Professora faz
declaração de
amor pela cidade
Uma declaração de amor a Londrina. A exaltação ao seu crescimento e à sua diversidade. Para a professora Maria das Neves, 52 anos, 25 deles dedicados aos alunos do colégio José de Anchieta, a cidade ‘‘é amor, paixão e teimosia para sobreviver’’. ‘‘Se os políticos investissem em tudo que Londrina dá, ninguém poderia com ela’’, analisa a professora.
Ela mora há 34 anos na cidade e disse que sua paixão por Londrina nasceu quando era ainda garota, em Bela Vista do Paraíso (40 km a norte de Londrina). ‘‘Vir para cá era como se fosse, hoje, ir para os Estados Unidos’’, comparou. A professora disse que gosta da cidade porque aqui ‘‘tem de tudo’’. ‘‘E o crescimento é tão rápido que não dá tempo de se adaptar’’, admitiu.
Mas o que entristece Maria das Neves é a falta de conscientização do povo em não ajudar a conversar a cidade, além da falta de comprometimento dos políticos com o município. ‘‘Pelo meu amor a Londrina, dou nota 100, mas por causa dos problemas, dou 80’’.
Já para a colega de Maria das Neves, a também professora do Anchieta Selma da Conceição, 49 anos, moradora em Londrina há 28 anos, a cidade merece nota 9. ‘‘Tem um clima bom, é bonita, tem uma terra que pode ser bem explorada e uma bela arquitetura. A crítica fica por conta do trânsito e da data de cobrança de impostos’’, analisou. Ela disse ainda que sente falta de uma melhor conservação de obras da cidade.
Outra professora do colégio, a londrinense Lucinei Mazzer de Oliveira Ramos, 47 anos, considera o desenvolvimento médico e a qualidade da educação como principais vantagens da cidade. ‘‘A cidade é bonita, é jovem, mas, como todo centro que cresce, é violenta’’, constata. Ela vê a questão com preocupação e diz temer pelo futuro. ‘‘O que vai ser?’’, questiona.

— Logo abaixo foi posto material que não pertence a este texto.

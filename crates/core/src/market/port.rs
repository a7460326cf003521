use crate::common::Symbol;
use crate::market::entity::IndicatorReading;
use crate::market::error::ProviderError;
use async_trait::async_trait;

/// # Summary
/// 指标数据源接口 (外部协作者)。
/// 提供每个标的的最新价格、归一化子评分以及告警原始量值。
///
/// # Invariants
/// - 实现必须是 `Send` 和 `Sync`，调度器会在多个工作协程中并发调用。
/// - 单个子评分无法计算时应返回 `SubScore::Unavailable`，而不是整体失败。
#[async_trait]
pub trait IndicatorSource: Send + Sync {
    /// # Summary
    /// 获取单个标的的最新读数。
    ///
    /// # Logic
    /// 1. 拉取或读取该标的的原始数据。
    /// 2. 计算并归一化各维度子评分。
    /// 3. 附带波动率等告警量值返回。
    ///
    /// # Arguments
    /// * `symbol` - 目标证券代码。
    ///
    /// # Returns
    /// * 成功返回 `IndicatorReading`。
    /// * 数据暂不可用返回 `ProviderError`。
    async fn fetch(&self, symbol: &Symbol) -> Result<IndicatorReading, ProviderError>;
}
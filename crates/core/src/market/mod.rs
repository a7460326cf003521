pub mod entity;
pub mod error;
pub mod port;
use kanshi_core::alert::entity::AlertTransition;
use kanshi_core::monitor::entity::CycleReport;
use kanshi_core::score::entity::DataQuality;
use kanshi_core::signal::entity::Signal;
use std::fmt::Write;
use tracing::warn;

/// # Summary
/// Renders a plain-text digest of a completed cycle.
///
/// # Logic
/// 1. Header with cycle id, completion time and market session.
/// 2. Trading opportunities, then one line per snapshot.
/// 3. Alert transitions of this cycle and the persistence status.
///
/// # Arguments
/// * `report` - The completed cycle.
///
/// # Returns
/// * The digest text, one item per line.
pub fn render_digest(report: &CycleReport) -> String {
    let mut out = String::new();
    if let Err(e) = render_into(&mut out, report) {
        warn!("Digest for cycle #{} is incomplete: {}", report.cycle_id, e);
    }
    out
}

fn render_into(out: &mut String, report: &CycleReport) -> std::fmt::Result {
    writeln!(
        out,
        "Cycle #{} completed {} (market {})",
        report.cycle_id,
        report.finished_at.format("%Y-%m-%d %H:%M:%S UTC"),
        report.session
    )?;
    writeln!(
        out,
        "Symbols: {} monitored, {} fresh, {} stale",
        report.summary.symbols_monitored,
        report.fresh_count(),
        report.stale_count()
    )?;

    if !report.summary.trading_opportunities.is_empty() {
        writeln!(out, "Opportunities:")?;
        for o in &report.summary.trading_opportunities {
            writeln!(
                out,
                "  {:<8} {} {:<4} conf {:.2}",
                o.symbol.as_str(),
                o.grade,
                o.action.to_string(),
                o.confidence
            )?;
        }
    }

    writeln!(out, "Snapshots:")?;
    for snapshot in &report.snapshots {
        write!(
            out,
            "  {:<8} {} {:.3} {:<4} conf {:.2}",
            snapshot.symbol.as_str(),
            snapshot.grade,
            snapshot.overall_score,
            snapshot.signal.action.to_string(),
            snapshot.signal.confidence
        )?;
        if let Some(targets) = targets(&snapshot.signal) {
            write!(out, " {}", targets)?;
        }
        if snapshot.data_quality == DataQuality::Stale {
            let reason = report
                .outcomes
                .iter()
                .find(|o| o.symbol == snapshot.symbol)
                .and_then(|o| o.failure.as_ref())
                .map(|f| f.to_string())
                .unwrap_or_else(|| "stale".to_string());
            write!(out, " [STALE: {}]", reason)?;
        }
        writeln!(out)?;
    }

    if !report.alert_changes.is_empty() {
        writeln!(out, "Alert changes:")?;
        for change in &report.alert_changes {
            let alert = &change.alert;
            match change.transition {
                AlertTransition::Raised => writeln!(
                    out,
                    "  RAISED    {} {} {} ({:.3})",
                    alert.symbol, alert.alert_type, alert.severity, alert.magnitude
                )?,
                AlertTransition::Escalated { from } => writeln!(
                    out,
                    "  ESCALATED {} {} {} -> {} ({:.3})",
                    alert.symbol, alert.alert_type, from, alert.severity, alert.magnitude
                )?,
                AlertTransition::Cleared => {
                    writeln!(out, "  CLEARED   {} {}", alert.symbol, alert.alert_type)?
                }
            }
        }
    }

    writeln!(out, "Active alerts: {}", report.active_alerts.len())?;
    if report.persisted {
        writeln!(out, "Persistence: ok")?;
    } else {
        writeln!(out, "Persistence: FAILED, retrying next cycle")?;
    }
    Ok(())
}

fn targets(signal: &Signal) -> Option<String> {
    match (signal.entry_price, signal.stop_loss, signal.take_profit) {
        (Some(entry), Some(stop), Some(target)) => Some(format!(
            "entry {:.2} stop {:.2} target {:.2}",
            entry, stop, target
        )),
        _ => None,
    }
}
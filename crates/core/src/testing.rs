//! 测试替身，仅在启用 `test-utils` feature 时编译。

use crate::alert::entity::Alert;
use crate::common::Symbol;
use crate::market::entity::{AlertMetrics, Dimension, IndicatorReading, SubScore, SubScores};
use crate::market::error::ProviderError;
use crate::market::port::IndicatorSource;
use crate::monitor::entity::{CycleReport, PersistedState, SummaryRecord};
use crate::notify::error::NotifyError;
use crate::notify::port::NotificationSink;
use crate::store::error::StoreError;
use crate::store::port::{CommitAck, SummaryStore};
use async_trait::async_trait;
use dashmap::DashMap;
use std::sync::Arc;
use std::sync::atomic::{AtomicUsize, Ordering};
use std::time::Duration;
use tokio::sync::Mutex;

/// 构造三个标准维度都可用的读数
pub fn reading(price: f64, fundamental: f64, technical: f64, sentiment: f64) -> IndicatorReading {
    let mut sub_scores = SubScores::new();
    sub_scores.insert(Dimension::fundamental(), SubScore::Available(fundamental));
    sub_scores.insert(Dimension::technical(), SubScore::Available(technical));
    sub_scores.insert(Dimension::sentiment(), SubScore::Available(sentiment));
    IndicatorReading {
        price,
        sub_scores,
        metrics: AlertMetrics::default(),
    }
}

/// 在读数上附加告警量值
pub fn with_metrics(mut reading: IndicatorReading, metrics: AlertMetrics) -> IndicatorReading {
    reading.metrics = metrics;
    reading
}

/// 脚本化数据源的单步行为
#[derive(Debug, Clone)]
pub enum Step {
    Reading(IndicatorReading),
    Fail(ProviderError),
    // 永不返回，用于触发超时
    Hang,
}

/// # Summary
/// 按脚本逐次返回结果的数据源。
///
/// # Invariants
/// - 每个标的的最后一步会被重复使用。
/// - 未配置脚本的标的返回 `ProviderError::NotFound`。
#[derive(Default)]
pub struct ScriptedSource {
    scripts: DashMap<Symbol, Vec<Step>>,
    fetches: DashMap<Symbol, usize>,
}

impl ScriptedSource {
    pub fn new() -> Self {
        Self::default()
    }

    pub fn script(self, symbol: &str, steps: Vec<Step>) -> Self {
        self.scripts.insert(Symbol::from(symbol), steps);
        self
    }

    /// 替换某个标的后续的脚本
    pub fn set(&self, symbol: &str, steps: Vec<Step>) {
        self.scripts.insert(Symbol::from(symbol), steps);
    }

    pub fn fetch_count(&self, symbol: &str) -> usize {
        self.fetches.get(symbol).map(|c| *c).unwrap_or(0)
    }

    fn next_step(&self, symbol: &Symbol) -> Option<Step> {
        let mut steps = self.scripts.get_mut(symbol)?;
        if steps.len() > 1 {
            Some(steps.remove(0))
        } else {
            steps.first().cloned()
        }
    }
}

#[async_trait]
impl IndicatorSource for ScriptedSource {
    async fn fetch(&self, symbol: &Symbol) -> Result<IndicatorReading, ProviderError> {
        *self.fetches.entry(symbol.clone()).or_insert(0) += 1;
        match self.next_step(symbol) {
            Some(Step::Reading(reading)) => Ok(reading),
            Some(Step::Fail(err)) => Err(err),
            Some(Step::Hang) => {
                std::future::pending::<()>().await;
                Err(ProviderError::Unknown("unreachable".to_string()))
            }
            None => Err(ProviderError::NotFound(symbol.to_string())),
        }
    }
}

/// # Summary
/// 记录收到的周期报告的通知端，可配置为失败或延迟。
#[derive(Default)]
pub struct RecordingSink {
    reports: Mutex<Vec<CycleReport>>,
    fail: bool,
    delay: Option<Duration>,
}

impl RecordingSink {
    pub fn new() -> Self {
        Self::default()
    }

    pub fn failing() -> Self {
        Self {
            fail: true,
            ..Self::default()
        }
    }

    pub fn delayed(delay: Duration) -> Self {
        Self {
            delay: Some(delay),
            ..Self::default()
        }
    }

    pub async fn reports(&self) -> Vec<CycleReport> {
        self.reports.lock().await.clone()
    }
}

#[async_trait]
impl NotificationSink for RecordingSink {
    fn name(&self) -> &str {
        "recording"
    }

    async fn publish(&self, report: &CycleReport) -> Result<(), NotifyError> {
        if let Some(delay) = self.delay {
            tokio::time::sleep(delay).await;
        }
        if self.fail {
            return Err(NotifyError::Platform("recording sink configured to fail".to_string()));
        }
        self.reports.lock().await.push(report.clone());
        Ok(())
    }
}

/// # Summary
/// 包装真实存储，让接下来的若干次提交失败。
pub struct FailingStore {
    inner: Arc<dyn SummaryStore>,
    failures_left: AtomicUsize,
    attempts: AtomicUsize,
}

impl FailingStore {
    pub fn new(inner: Arc<dyn SummaryStore>) -> Self {
        Self {
            inner,
            failures_left: AtomicUsize::new(0),
            attempts: AtomicUsize::new(0),
        }
    }

    /// 让接下来的 `n` 次提交失败
    pub fn fail_next(&self, n: usize) {
        self.failures_left.store(n, Ordering::SeqCst);
    }

    pub fn attempts(&self) -> usize {
        self.attempts.load(Ordering::SeqCst)
    }
}

#[async_trait]
impl SummaryStore for FailingStore {
    async fn commit(&self, report: &CycleReport) -> Result<CommitAck, StoreError> {
        self.attempts.fetch_add(1, Ordering::SeqCst);
        let failing = self
            .failures_left
            .fetch_update(Ordering::SeqCst, Ordering::SeqCst, |n| n.checked_sub(1))
            .is_ok();
        if failing {
            return Err(StoreError::Database("injected commit failure".to_string()));
        }
        self.inner.commit(report).await
    }

    async fn read(&self) -> Result<Option<PersistedState>, StoreError> {
        self.inner.read().await
    }

    async fn latest_summary(&self) -> Result<Option<SummaryRecord>, StoreError> {
        self.inner.latest_summary().await
    }

    async fn alert_records(&self, limit: usize) -> Result<Vec<Alert>, StoreError> {
        self.inner.alert_records(limit).await
    }
}
//! 监控应用服务层：调度监控周期、隔离单标的失败、分发周期报告。
//!
//! 编译期只依赖 `kanshi-core` 中的端口定义，数据源、存储与通知端都由调用方注入。

pub mod dispatch;
pub mod error;
pub mod monitor;
mod worker;

pub use error::MonitorError;
pub use monitor::{MonitorHandle, MonitorScheduler, SchedulerParams};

As principais preocupações de Lucinei com o futuro, além da violência, são com as crianças carentes e a administração da cidade. ‘‘Os dirigentes têm de ter a visão de empregar tudo que é dela nela mesma. Além do mais, a gente gostaria de ver as crianças estudando, se formando, mas falta uma assistência que possa suprir essas necessidades. É preciso unir esforços’’, defendeu a professora, que também deu sua nota para Londrina: 7. (P.Z.)